Coronavirus Concerns

coronavirus

Chinese officials say 170 people have died from coronavirus. At this writing, more than a thousand people are trapped on a cruise ship off the Italian coast, prevented from leaving because of possible coronavirus cases aboard.

I had dinner last night with the CFO of one of our global clients. He was telling me about the potential impact the coronavirus may have on their business in China. He is worried about systemic issues. Will all of his employees be able to return to work after the Chinese New Year? Will his vendors and suppliers be fully staffed? Will shipments from factories be able to get to the ports? Will the ports be open? His list of concerns was very long.

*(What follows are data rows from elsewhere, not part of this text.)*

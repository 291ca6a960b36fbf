//! Byte pattern tables for ZIP-321 URIs and Zcash address encodings.
//!
//! The predefined table constants in this module are documented with
//! the ABNF notation of [RFC 5234].
//!
//! [RFC 5234]: https://datatracker.ietf.org/doc/html/rfc5234

use crate::pct_enc;

const MASK_PCT_ENCODED: u64 = 1 << b'%';
const MASK_UNENCODED_ASCII: u64 = !MASK_PCT_ENCODED;

/// A table specifying the byte patterns allowed in a string.
///
/// Only ASCII characters can be allowed unencoded. Any other character
/// has to be percent-encoded, if the table allows that at all.
#[derive(Clone, Copy, Debug)]
pub struct Table(u64, u64);

impl Table {
    /// Creates a table that only allows the given unencoded bytes.
    ///
    /// # Panics
    ///
    /// Panics if any of the bytes is not ASCII or equals `0` or `b'%'`.
    #[must_use]
    pub const fn new(mut bytes: &[u8]) -> Self {
        let mut table = 0;
        while let [cur, rem @ ..] = bytes {
            assert!(
                !matches!(cur, 0 | b'%' | 128..),
                "cannot allow non-ASCII byte, 0, or %"
            );
            table |= 1u128.wrapping_shl(*cur as u32);
            bytes = rem;
        }
        Self(table as u64, (table >> 64) as u64)
    }

    /// Combines two tables into one.
    ///
    /// Returns a new table that allows all the byte patterns allowed
    /// by `self` or by `other`.
    #[must_use]
    pub const fn or(self, other: Self) -> Self {
        Self(self.0 | other.0, self.1 | other.1)
    }

    /// Marks this table as allowing percent-encoded octets.
    #[must_use]
    pub const fn or_pct_encoded(self) -> Self {
        Self(self.0 | MASK_PCT_ENCODED, self.1)
    }

    /// Subtracts from this table.
    ///
    /// Returns a new table that allows all the byte patterns allowed
    /// by `self` but not allowed by `other`.
    #[must_use]
    pub const fn sub(self, other: Self) -> Self {
        Self(self.0 & !other.0, self.1 & !other.1)
    }

    /// Checks whether the table is a subset of another, i.e., `other`
    /// allows at least all the byte patterns allowed by `self`.
    #[must_use]
    pub const fn is_subset(self, other: Self) -> bool {
        self.0 & other.0 == self.0 && self.1 & other.1 == self.1
    }

    #[inline]
    pub(crate) const fn allows_ascii(self, x: u8) -> bool {
        let table = if x < 64 {
            self.0 & MASK_UNENCODED_ASCII
        } else if x < 128 {
            self.1
        } else {
            0
        };
        table & 1u64.wrapping_shl(x as u32) != 0
    }

    /// Checks whether the given unencoded character is allowed by the table.
    #[inline]
    #[must_use]
    pub const fn allows(self, ch: char) -> bool {
        ch.is_ascii() && self.allows_ascii(ch as u8)
    }

    /// Checks whether percent-encoded octets are allowed by the table.
    #[inline]
    #[must_use]
    pub const fn allows_pct_encoded(self) -> bool {
        self.0 & MASK_PCT_ENCODED != 0
    }

    /// Validates the given string with the table.
    pub(crate) const fn validate(self, s: &[u8]) -> bool {
        let allow_pct_encoded = self.allows_pct_encoded();
        let mut i = 0;

        while i < s.len() {
            let x = s[i];
            if allow_pct_encoded && x == b'%' {
                if i + 2 >= s.len() {
                    return false;
                }
                if !pct_enc::is_hexdig_pair(s[i + 1], s[i + 2]) {
                    return false;
                }
                i += 3;
            } else {
                if !self.allows_ascii(x) {
                    return false;
                }
                i += 1;
            }
        }
        true
    }
}

const fn new(bytes: &[u8]) -> Table {
    Table::new(bytes)
}

// Rules from RFC 3986:

/// `ALPHA = %x41-5A / %x61-7A`
pub const ALPHA: Table = new(b"ABCDEFGHIJKLMNOPQRSTUVWXYZabcdefghijklmnopqrstuvwxyz");

/// `DIGIT = %x30-39`
pub const DIGIT: Table = new(b"0123456789");

/// `HEXDIG = DIGIT / "A" / "B" / "C" / "D" / "E" / "F"`
pub const HEXDIG: Table = DIGIT.or(new(b"ABCDEFabcdef"));

/// `unreserved = ALPHA / DIGIT / "-" / "." / "_" / "~"`
pub const UNRESERVED: Table = ALPHA.or(DIGIT).or(new(b"-._~"));

// Rules from ZIP-321:

/// `allowed-delims = "!" / "$" / "'" / "(" / ")" / "*" / "+" / "," / ";"`
pub const ALLOWED_DELIMS: Table = new(b"!$'()*+,;");

/// `qchar = unreserved / pct-encoded / allowed-delims / ":" / "@"`
pub const QCHAR: Table = UNRESERVED
    .or(ALLOWED_DELIMS)
    .or(new(b":@"))
    .or_pct_encoded();

/// `paramname = ALPHA *( ALPHA / DIGIT / "+" / "-" )`
pub const PARAM_NAME: Table = ALPHA.or(DIGIT).or(new(b"+-"));

/// `paramindex = %x31-39 0*3DIGIT`
pub const PARAM_INDEX: Table = DIGIT;

// Address and memo alphabets:

/// `ALPHA / DIGIT`
pub const ALNUM: Table = ALPHA.or(DIGIT);

/// The base64url alphabet from [RFC 4648], without padding.
///
/// [RFC 4648]: https://datatracker.ietf.org/doc/html/rfc4648#section-5
pub const BASE64URL: Table = ALPHA.or(DIGIT).or(new(b"-_"));

/// The data alphabet of Bech32 and Bech32m.
pub const BECH32: Table = new(b"qpzry9x8gf2tvdw0s3jn54khce6mua7l");

/// The Base58 alphabet used by transparent addresses.
pub const BASE58: Table = new(b"123456789ABCDEFGHJKLMNPQRSTUVWXYZabcdefghijkmnopqrstuvwxyz");

#[cfg(test)]
mod tests {
    use super::*;

    #[test]
    fn qchar_excludes_delimiters() {
        for ch in "&=?#/% \"<>[\\]^`{|}".chars() {
            assert!(!QCHAR.allows(ch), "{ch:?} must not be allowed");
        }
        for ch in "azAZ09-._~!$'()*+,;:@".chars() {
            assert!(QCHAR.allows(ch), "{ch:?} must be allowed");
        }
        assert!(QCHAR.allows_pct_encoded());
        assert!(!QCHAR.allows('é'));
    }

    #[test]
    fn validate() {
        assert!(QCHAR.validate(b"Thank%20you"));
        assert!(!QCHAR.validate(b"100%"));
        assert!(!QCHAR.validate(b"%2g"));
        assert!(!QCHAR.validate(b"a=b"));
        assert!(PARAM_NAME.validate(b"req-foo+bar"));
        assert!(!PARAM_NAME.validate(b"foo.1"));
        assert!(!BASE64URL.validate(b"QTw+Qg"));
        assert!(!BASE58.validate(b"tm0"));
        assert!(BECH32.is_subset(ALNUM));
        assert!(BASE58.is_subset(ALNUM));
    }
}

The World Health Organization will decide today whether to declare the epidemic an international public health emergency. I called a friend at the CDC this morning and learned that coronaviruses are a family of viruses that cause symptoms similar to a common cold. They are transmitted person-to-person, and the CDC has some protection guidelines:

  • Wash your hands often for at least 20 seconds with soap and water. An alcohol-based sanitizer can work in the absence of soap and water.
  • Avoid touching your eyes, nose, and mouth with unwashed hands.
  • Stay home when you’re sick.
  • Cover your mouth when you cough or sneeze with a tissue, and throw the tissue in the trash.
  • Clean and disinfect frequently-touched objects and surfaces.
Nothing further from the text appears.